Bei Amazon kreuzen sich zentrale Tendenzen des gegenwärtigen Kapitalismus, aber auch des Widerstands gegen sie. Das Prinzip Amazon beeinflusst unser gesamtes Leben. Ähnlich wie der Fordismus Arbeit am Fließband in Einzelprozesse zerhackt und unter den Gesichtspunkten der Optimierung neu zusammengesetzt hat, findet mit dem „digitalen Taylorismus“ wieder eine Reorganisation der Arbeits- und Produktionsabläufe statt. Diese Umgestaltung hat ebenso Auswirkungen auf die Zirkulation von Waren bis hin zu einer menschenfeindlicheren Neugestaltung des Konsum- und Freizeitverhaltens. Amazon will unsere Arbeitsnormen und Lebensgewohnheiten in Gänze umstrukturieren: Der Mensch als umfänglich verwertbare Ressource: Kund*in, Arbeitnehmer*in und Datenspender*in. Was für Amazons Geschäftsmodell der Zukunft gilt, galt dabei schon immer für den Kapitalismus. Die Lebensinteressen der einfachen Menschen sind nicht das Ziel des Wirtschaftens, nicht der Zweck der ganzen Unternehmungen. Es geht schlicht und einfach um Profit und mehr Profit! Die Krisen im Kapitalismus wie die tagtägliche Zurichtung auf die Arbeitsdisziplin entspringen dem kapitalistischen Prinzip der Profitmaximierung. Für die bürgerliche Gesellschaft reicht nicht aus, diese Verwerfungen politisch zu moderieren, sie muss zum Zwecke der eigenen Legitimierung die Profitmaximierung als den menschlichen Bedürfnissen des 21. Jahrhundert dienend darstellen. Die Party im Springer Hochhaus ist eine Inszenierung, die den Schein erwecken soll, Amazons Ausbeutungs- und Überwachungsstrategien dienten den wirklichen Lebensinteressen aller.

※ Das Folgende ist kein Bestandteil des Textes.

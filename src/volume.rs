use std::collections::BTreeMap;

use ndarray::{Array3, Array4, ArrayView3, Axis};

use crate::error::{CorrectionError, Result};
use crate::geometry::ReferenceGrid;

/// Non-geometric image attributes (acquisition parameters, provenance).
/// Carried unchanged onto every volume derived from this one.
#[derive(Debug, Clone, Default, PartialEq)]
pub struct Metadata {
    pub name: String,
    pub attributes: BTreeMap<String, String>,
}

impl Metadata {
    pub fn named(name: impl Into<String>) -> Self {
        Self {
            name: name.into(),
            attributes: BTreeMap::new(),
        }
    }

    pub fn with_attribute(mut self, key: impl Into<String>, value: impl Into<String>) -> Self {
        self.attributes.insert(key.into(), value.into());
        self
    }
}

/// A 3D volume or 4D series of volumes on a single grid. Data is laid out
/// `(nx, ny, nz, nt)`; 3D images have `nt == 1`.
#[derive(Debug, Clone, PartialEq)]
pub struct Volume {
    data: Array4<f32>,
    grid: ReferenceGrid,
    metadata: Metadata,
}

impl Volume {
    pub fn new(data: Array4<f32>, grid: ReferenceGrid, metadata: Metadata) -> Result<Self> {
        Self::check_shape(&data, &grid)?;
        Ok(Self {
            data,
            grid,
            metadata,
        })
    }

    /// Wrap a single 3D frame.
    pub fn from_frame(frame: Array3<f32>, grid: ReferenceGrid, metadata: Metadata) -> Result<Self> {
        Self::new(frame.insert_axis(Axis(3)), grid, metadata)
    }

    fn check_shape(data: &Array4<f32>, grid: &ReferenceGrid) -> Result<()> {
        let (nx, ny, nz, _) = data.dim();
        if [nx, ny, nz] != grid.shape() {
            return Err(CorrectionError::IncompatibleGrid {
                what: "volume data",
                expected: grid.shape(),
                found: [nx, ny, nz],
            });
        }
        Ok(())
    }

    /// Get the dimensions of the volume (nx, ny, nz, nt)
    pub fn dim(&self) -> (usize, usize, usize, usize) {
        self.data.dim()
    }

    pub fn n_volumes(&self) -> usize {
        self.data.len_of(Axis(3))
    }

    /// Index of the central timepoint, `floor(nt / 2)`.
    pub fn middle_index(&self) -> usize {
        self.n_volumes() / 2
    }

    /// Get a reference to the underlying data
    pub fn data(&self) -> &Array4<f32> {
        &self.data
    }

    pub fn grid(&self) -> &ReferenceGrid {
        &self.grid
    }

    pub fn metadata(&self) -> &Metadata {
        &self.metadata
    }

    pub fn name(&self) -> &str {
        &self.metadata.name
    }

    pub fn frame(&self, index: usize) -> ArrayView3<'_, f32> {
        self.data.index_axis(Axis(3), index)
    }

    /// Single timepoint as its own 3D volume, same grid and metadata.
    pub fn frame_volume(&self, index: usize) -> Result<Volume> {
        if index >= self.n_volumes() {
            return Err(CorrectionError::InvalidInput(format!(
                "{} has {} volumes, requested index {index}",
                self.name(),
                self.n_volumes()
            )));
        }
        Volume::from_frame(self.frame(index).to_owned(), self.grid.clone(), self.metadata.clone())
    }

    /// Mean over timepoints.
    pub fn mean_frame(&self) -> Result<Volume> {
        let mean = self
            .data
            .mean_axis(Axis(3))
            .ok_or_else(|| {
                CorrectionError::InvalidInput(format!("{} has no volumes", self.name()))
            })?;
        Volume::from_frame(mean, self.grid.clone(), self.metadata.clone())
    }

    /// New data on a different grid; metadata is inherited, geometry is
    /// taken from `grid`. Shape and affine change together.
    pub fn derived_on_grid(&self, grid: ReferenceGrid, data: Array4<f32>) -> Result<Volume> {
        Volume::new(data, grid, self.metadata.clone())
    }

    pub fn with_name(mut self, name: impl Into<String>) -> Self {
        self.metadata.name = name.into();
        self
    }
}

Jede Innovation von Amazon bietet auch Ansatzpunkte für eine Intervention – es kommt darauf an, dass wir diese Widerstandsmöglichkeiten praktisch werden lassen. Gleichzeitige Streiks in den europäischen Distributionszentern von Amazon bei gleichzeitiger Blockaden der Anfahrts- und Zufahrtwege der Amazon Lkws, stehen auf der Tagesordnung. Das Hacken der Homepage von Amazon, damit der Rohölzufluss an Daten für ein paar Momente gestoppt wird. Die Verbindung der Kämpfe bei der Deutschen Post, den Zulieferern, der gesamten Branche des Einzel- und Versandhandels für die Verbesserung aller Arbeitsbedingungen. Die Unterstützung des lokalen Einzelhandelns, zum Beispiel Buchhändler, mit dem Aufruf „support your local dealer“. Und zuletzt, aber nichtsdesto trotz zentral, der öffentliche Angriff auf die große Erzählung von Amazon als Dienstleister der Menschheit für das 21. Jahrhundert.